Politics

Washington, we have a problem

Washington, we have a problem

Washington, we have a problem

Wikileaks strikes once again and this time it draws blood from not just the U.S. Wikileaks is releasing up to 251,287 confidential US embassy cables and the cables reveal “lying, corrupt, murderous leaderships from Bahrain to Brazil”, Wikileaks figurehead Julian Assange declared in an email. The leaked cables were boasted to be 7 times larger than the leaked Iraq logs in October. Wikileaks plan to release them over the next few months and as of writing, 598 have been released. The US has been warning countries around the world to brace for the leak, according to the summary on Wikileaks’ Cablegate website.

Beijing and Pyongyang may not be as cosy as it was once assumed, with Beijing’s reluctance to rein in its communist partner for the recent transgressions against South Korea and its hawkish flirtation with war. The leaked cables revealed that Beijing described Kim Jong-il’s dictatorship as a ‘spoilt child’. Amidst the silence Beijing keeps on the terrorist acts of its official ally, Beijing sees the North as an unstable variable in its region and is ready for a North Korea without Kim and a unification with the South. However it was also revealed that China mounted hacking attacks against Google, the Dalai Lama and western government computers.

“Cut off the head of the snake”, urged Saudi Arabia’s King Abdullah to the United States, as King Abdullah together with his foreign minister and Princes agreed that the Arab country needs to cooperate with the US to curb the rising influence of Iran in the region. Saudi Arabia also implied that it is willing to host the deployment of US nuclear weapons to prevent Iran from becoming a nuclear power. The crown prince of Abu Dhabi also likened Ahmadinejad to Hitler.

Brazil has been accused of covering up the scope of terrorist threat in Brazil by giving narcotic instead of terrorism charges.

No. 10 has been alerted by The White House on the critical nature of some of the leaked cables regarding the Conservatives prior to their election. Mervyn King was reported to have described David Cameron and George Osborne as not grasping the pressure they will face from various groups on their plan for spending cuts (prophetically foreshadowing the student protests perhaps?). King also criticised both Cameron and Osborne as lacking in depth beyond seeking strategies that improved the Tories’ election chance. Mr Cameron was also quoted as being critical of the British Pakistani community: “we let in a lot of crazies and did not wake up early enough” in a 2009 cable. No surprise seeing that Liam Fox declared that the Tories’ were less reliant on British Pakistani votes.
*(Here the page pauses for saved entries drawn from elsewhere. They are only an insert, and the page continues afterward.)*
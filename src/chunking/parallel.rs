//! Parallel document splitting.
//!
//! Wraps another splitter and splits independent documents in parallel
//! using rayon. Output order always matches input order.

use crate::chunking::traits::TextSplitter;
use crate::core::{Chunk, Document};
use crate::error::Result;
use rayon::prelude::*;
use tracing::debug;

/// Parallel splitting orchestrator.
///
/// Splitting a single text is delegated unchanged; only
/// [`TextSplitter::split_documents`] fans out across threads.
///
/// # Examples
///
/// ```
/// use ragkit::chunking::{ParallelSplitter, RecursiveSplitter, SplitterConfig, TextSplitter};
/// use ragkit::core::Document;
///
/// let inner = RecursiveSplitter::new(&SplitterConfig::with_size(20)).unwrap();
/// let splitter = ParallelSplitter::new(inner);
/// let docs: Vec<Document> = (0..8).map(|i| Document::new(format!("document {i}"))).collect();
/// let chunks = splitter.split_documents(&docs).unwrap();
/// assert_eq!(chunks[3].content, "document 3");
/// ```
#[derive(Debug, Clone)]
pub struct ParallelSplitter<S: TextSplitter> {
    /// The inner splitter used for each document.
    inner: S,
    /// Minimum number of documents before work is fanned out.
    min_parallel_documents: usize,
}

impl<S: TextSplitter> ParallelSplitter<S> {
    /// Creates a new parallel splitter wrapping the given splitter.
    #[must_use]
    pub const fn new(inner: S) -> Self {
        Self {
            inner,
            min_parallel_documents: 2,
        }
    }

    /// Sets the minimum number of documents for parallel processing.
    ///
    /// Smaller batches are split sequentially.
    #[must_use]
    pub const fn min_parallel_documents(mut self, count: usize) -> Self {
        self.min_parallel_documents = count;
        self
    }

    /// Returns the wrapped splitter.
    #[must_use]
    pub const fn inner(&self) -> &S {
        &self.inner
    }
}

impl<S: TextSplitter> TextSplitter for ParallelSplitter<S> {
    fn split_text(&self, text: &str) -> Result<Vec<String>> {
        self.inner.split_text(text)
    }

    fn name(&self) -> &'static str {
        "parallel"
    }

    fn description(&self) -> &'static str {
        "Parallel document splitting using rayon for multi-threaded processing"
    }

    fn add_start_index(&self) -> bool {
        self.inner.add_start_index()
    }

    fn split_document(&self, document: &Document) -> Result<Vec<Chunk>> {
        self.inner.split_document(document)
    }

    fn split_documents(&self, documents: &[Document]) -> Result<Vec<Chunk>> {
        if documents.len() < self.min_parallel_documents {
            return self.inner.split_documents(documents);
        }

        debug!(documents = documents.len(), "splitting documents in parallel");

        // Indexed collection keeps per-document results in input order
        let results: Vec<Result<Vec<Chunk>>> = documents
            .par_iter()
            .map(|document| self.inner.split_document(document))
            .collect();

        let mut chunks = Vec::new();
        for result in results {
            chunks.extend(result?);
        }
        Ok(chunks)
    }
}

#[cfg(test)]
mod tests {
    use super::*;
    use crate::chunking::{CharacterSplitter, MarkdownHeaderSplitter, SplitterConfig};
    use crate::error::Error;

    /// Fails on any document containing "boom".
    struct Exploding;

    impl TextSplitter for Exploding {
        fn split_text(&self, text: &str) -> Result<Vec<String>> {
            if text.contains("boom") {
                return Err(Error::InvariantViolation {
                    message: "boom".to_string(),
                });
            }
            Ok(vec![text.to_string()])
        }

        fn name(&self) -> &'static str {
            "exploding"
        }
    }

    fn docs(n: usize) -> Vec<Document> {
        (0..n)
            .map(|i| Document::new(format!("doc {i} a\n\ndoc {i} b")).with_metadata("n", i))
            .collect()
    }

    #[test]
    fn test_matches_sequential_output() {
        let config = SplitterConfig::with_size(8);
        let inner = CharacterSplitter::new(&config).unwrap();
        let documents = docs(50);

        let sequential = inner.split_documents(&documents).unwrap();
        let parallel = ParallelSplitter::new(inner).split_documents(&documents).unwrap();
        assert_eq!(parallel, sequential);
        assert_eq!(parallel.len(), 100);
    }

    #[test]
    fn test_small_batch_runs_sequentially() {
        let config = SplitterConfig::with_size(8);
        let splitter = ParallelSplitter::new(CharacterSplitter::new(&config).unwrap())
            .min_parallel_documents(100);
        let chunks = splitter.split_documents(&docs(3)).unwrap();
        assert_eq!(chunks.len(), 6);
        assert_eq!(chunks[5].metadata["n"].as_i64(), Some(2));
    }

    #[test]
    fn test_error_propagates() {
        let mut documents = docs(10);
        documents[7] = Document::new("boom");
        let result = ParallelSplitter::new(Exploding).split_documents(&documents);
        assert!(result.unwrap_err().is_invariant_violation());
    }

    #[test]
    fn test_delegates_document_handling() {
        let inner = MarkdownHeaderSplitter::new(&SplitterConfig::default()).unwrap();
        let splitter = ParallelSplitter::new(inner);
        let documents = vec![Document::new("# A\nx"), Document::new("# B\ny")];
        let chunks = splitter.split_documents(&documents).unwrap();
        assert_eq!(chunks[1].metadata["Header 1"].as_str(), Some("B"));
    }

    #[test]
    fn test_name_and_description() {
        let splitter = ParallelSplitter::new(Exploding);
        assert_eq!(splitter.name(), "parallel");
        assert!(splitter.description().contains("Parallel"));
        assert_eq!(splitter.inner().name(), "exploding");
    }
}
The U.S. blames the acquisition of the confidential documents on the widespread access to their Secret Internet Protocol Router Network (Siprnet). Siprnet’s scope of access was widened post-9/11 to enable more efficient collaboration of information between intelligence analysts, diplomats and security agents in hope of preventing another 9/11 style attack. However, The Times estimated that the access was so widespread that up to 2.5 million persons had access to the network, one of them junior intelligence analyst Private Bradley Manning, who downloaded the confidential cable data into an erased Lady Gaga CD.

Some of the revelations were of an outrageous or comical nature. Conservative research thought that the public found then shadow chancellor Osborne to be lacking “gravitas” due to his high-pitched delivery. US ambassador Louis Susman tried to evade VAT on the new US embassy building but was denied by Alistair Darling. Muammar Gaddafi was revealed to have a phobia of flying over open waters and is unable to climb more than 36 steps. Nicolas Sarkozy was dubbed “emperor with no clothes”.

Though the impact of the leak is irreversible, Politico thinks that the leak reveals nothing “ugly or surprising” as it merely shows “diplomats doing their proper jobs”. Even as many of the cables involved damning US criticism of other national leaders, Robert Gates, the US Defence Secretary argued that the diplomatic relationship with many countries would nevertheless “survive” as the “US is the indispensable nation”.